The Edinburgh-based firm had a tough 2022. Its assets declined by more than $120 billion last year, mostly due to the decline in valuations of stocks in its funds, including Tesla and Alibaba. The firm was hurt by the downdraft in the technology sector worldwide. Baillie Gifford’s Emerging Markets Equities Fund lost 26.5 percent in 2022, significantly underperforming the MSCI EM Index, which declined 19.4 percent during the same period. Despite the recent decline, the manager has a solid long-term track record. The firm’s emerging markets fund had an annualized 10-year return of 3.6 percent, compared to 1.8 percent for MSCI’s EM index. The annualized return for the firm’s Long Term Global Growth Fund, one of its flagship funds, is 11.8 percent since its inception in 2014, compared to 6.6 percent for MSCI’s World index.

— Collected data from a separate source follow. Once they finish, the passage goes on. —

#[cfg(test)]
mod tests {
    use super::*;
    use crate::parser::ast::ParamKind;
    use crate::parser::parse_module;

    fn extract(path: &str, source: &str) -> Module {
        let tree = parse_module(source).unwrap();
        extract_module(path, source, false, &tree)
    }

    #[test]
    fn test_visibility_qualifiers() {
        let module = extract(
            "m",
            "def a(): pass\ncpdef int b(): return 1\ncdef int c(): return 1\ncdef class D:\n    pass\n",
        );
        let vis: Vec<_> = module.declarations.iter().map(|d| d.visibility).collect();
        assert_eq!(
            vis,
            vec![
                NativeVisibility::Public,
                NativeVisibility::Public,
                NativeVisibility::ImplementationOnly,
                NativeVisibility::Hybrid
            ]
        );
        assert!(!module.declarations[0].native);
        assert!(module.declarations[1].native);
        assert_eq!(module.declarations[1].native_type.as_deref(), Some("int"));
    }

    #[test]
    fn test_source_order_and_qualified_names() {
        let module = extract(
            "m",
            "class A:\n    def f(self): pass\n    def g(self): pass\ndef h(): pass\n",
        );
        let mut seen = Vec::new();
        module.walk(|d| seen.push((d.qualified_name.clone(), d.source_order)));
        assert_eq!(
            seen,
            vec![
                ("A".to_string(), 0),
                ("A.f".to_string(), 1),
                ("A.g".to_string(), 2),
                ("h".to_string(), 3)
            ]
        );
    }

    #[test]
    fn test_docstrings() {
        let source = "\"\"\"Module doc.\"\"\"\nx: int = 1\n\"\"\"About x.\"\"\"\nclass A:\n    '''\n    Class doc.\n    '''\n    def f(self):\n        \"Fn doc.\"\n";
        let module = extract("m", source);
        assert_eq!(module.docstring.as_deref(), Some("Module doc."));
        assert_eq!(module.declarations[0].docstring.as_deref(), Some("About x."));
        let class = &module.declarations[1];
        assert_eq!(class.docstring.as_deref(), Some("Class doc."));
        assert_eq!(class.children[0].docstring.as_deref(), Some("Fn doc."));
    }

    #[test]
    fn test_import_bindings() {
        let module = extract(
            "pkg.sub.m",
            "import os.path\nimport numpy as np\nfrom . cimport sibling\nfrom ..top import T as U\nfrom x import y as y\n",
        );
        let bound: Vec<_> = module.imports.iter().map(|b| b.bound_name.as_str()).collect();
        assert_eq!(bound, vec!["os", "np", "sibling", "U", "y"]);
        assert_eq!(module.imports[2].module, "pkg.sub");
        assert!(module.imports[2].cimport);
        assert_eq!(module.imports[3].module, "pkg.top");
        assert_eq!(module.imports[3].written_module, "..top");
        assert!(module.imports[4].reexport);

        // only the re-export is a declaration
        assert_eq!(module.declarations.len(), 1);
        assert_eq!(module.declarations[0].kind, DeclKind::Import);
        assert_eq!(module.declarations[0].import, Some(4));
    }

    #[test]
    fn test_decorated_property_link() {
        let source = "class A:\n    @property\n    def x(self) -> int:\n        return 1\n    @x.setter\n    def x(self, v: int):\n        pass\n";
        let module = extract("m", source);
        let link = module.property_links[&("A".to_string(), "x".to_string())];
        assert_eq!(link.getter, Some(1));
        assert_eq!(link.setter, Some(2));
        let setter = &module.declarations[0].children[1];
        assert_eq!(setter.accessor.as_ref().map(|a| a.role), Some(AccessorRole::Setter));
    }

    #[test]
    fn test_legacy_property_block() {
        let source = "cdef class A:\n    property size:\n        \"Size.\"\n        def __get__(self):\n            return 1\n        def __set__(self, value):\n            pass\n";
        let module = extract("m", source);
        let prop = &module.declarations[0].children[0];
        assert_eq!(prop.kind, DeclKind::Property);
        assert_eq!(prop.docstring.as_deref(), Some("Size."));
        assert_eq!(prop.children.len(), 2);
        let link = module.property_links[&("A".to_string(), "size".to_string())];
        assert_eq!(link.getter, Some(prop.children[0].source_order));
        assert_eq!(link.setter, Some(prop.children[1].source_order));
    }

    #[test]
    fn test_cpdef_enum_becomes_class() {
        let module = extract("m", "cpdef enum Color:\n    RED\n    GREEN\n");
        let class = &module.declarations[0];
        assert_eq!(class.kind, DeclKind::Class);
        assert_eq!(class.visibility, NativeVisibility::Public);
        assert_eq!(class.children.len(), 2);
        assert_eq!(class.children[1].annotation.as_deref(), Some("int"));
    }

    #[test]
    fn test_native_and_unsupported_constructs() {
        let module = extract("m", "ctypedef int myint\ncdef struct S:\n    int a\nif X:\n    pass\n");
        assert_eq!(module.declarations[0].kind, DeclKind::Attribute);
        assert_eq!(module.declarations[0].visibility, NativeVisibility::ImplementationOnly);
        assert_eq!(module.declarations[1].kind, DeclKind::Class);
        let opaque = &module.declarations[2];
        assert_eq!(opaque.kind, DeclKind::Opaque);
        assert_eq!(opaque.visibility, NativeVisibility::Public);
        assert_eq!(opaque.opaque_text.as_deref(), Some("if X:"));
    }

    #[test]
    fn test_cdef_attributes_in_class() {
        let module = extract("m", "cdef class A:\n    cdef public int x\n    cdef int hidden\n");
        let children = &module.declarations[0].children;
        assert_eq!(children[0].visibility, NativeVisibility::Hybrid);
        assert_eq!(children[1].visibility, NativeVisibility::ImplementationOnly);
    }

    #[test]
    fn test_cimport_types_attribute() {
        let source = "from pkg.a cimport T\ncimport pkg.b as b\n__cimport_types__ = (T, b.U, pkg.c.V)\n";
        let module = extract("pkg.m", source);
        let refs: Vec<_> = module
            .explicit_cimport_types
            .iter()
            .map(|r| (r.module.clone().unwrap_or_default(), r.name.clone()))
            .collect();
        assert_eq!(
            refs,
            vec![
                ("pkg.a".to_string(), "T".to_string()),
                ("pkg.b".to_string(), "U".to_string()),
                ("pkg.c".to_string(), "V".to_string())
            ]
        );
    }

    #[test]
    fn test_parameters() {
        let module = extract("m", "cpdef f(int x, y=3, *args, **kw):\n    pass\n");
        let params = &module.declarations[0].params;
        assert_eq!(params.len(), 4);
        assert_eq!(params[0].native_type.as_deref(), Some("int"));
        assert!(params[1].has_default);
        assert_eq!(params[2].kind, ParamKind::VarPositional);
    }

    #[test]
    fn test_cython_cfunc_decorator() {
        let module = extract("m", "import cython\n@cython.cfunc\ndef f(): pass\n");
        assert_eq!(module.declarations[0].visibility, NativeVisibility::ImplementationOnly);
    }
}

Baillie Gifford believes innovation has been rising over the past decade in developing countries — a trend that may lead to a regime shift in the next few years. Take India, for example. Companies lagged their global peers in digital as individuals in many parts of the country lacked good internet access. But the country’s telecommunications infrastructure has been significantly expanded. “That’s changed remarkably in the last five years or so,” Keiller said, adding that the amount of data that an average person in India consumes in a month is now nearly twice as much as the global average. “For stock pickers over the next five to ten years, that will be very important and likely lead to interesting investment ideas,” he said.
Countries in Latin America also present good investment opportunities. In Brazil, the government has been proactive in responding to high inflation. “It raised interest rates very quickly from around 2 percent at the lows to around 14 percent today,” Keiller said. As a result, inflation in Brazil has been cut roughly in half since April of last year, making it better positioned to battle macroeconomic headwinds than many developed economies.
In addition, investors’ retreat across the globe has made it easier to identify growth opportunities in emerging markets. “In an environment where capital is more scarce, stock picking matters more,” Keiller said. “If your job is to identify companies with strong competitive advantages [and] pick the most resilient companies, this type of environment should be a big one.”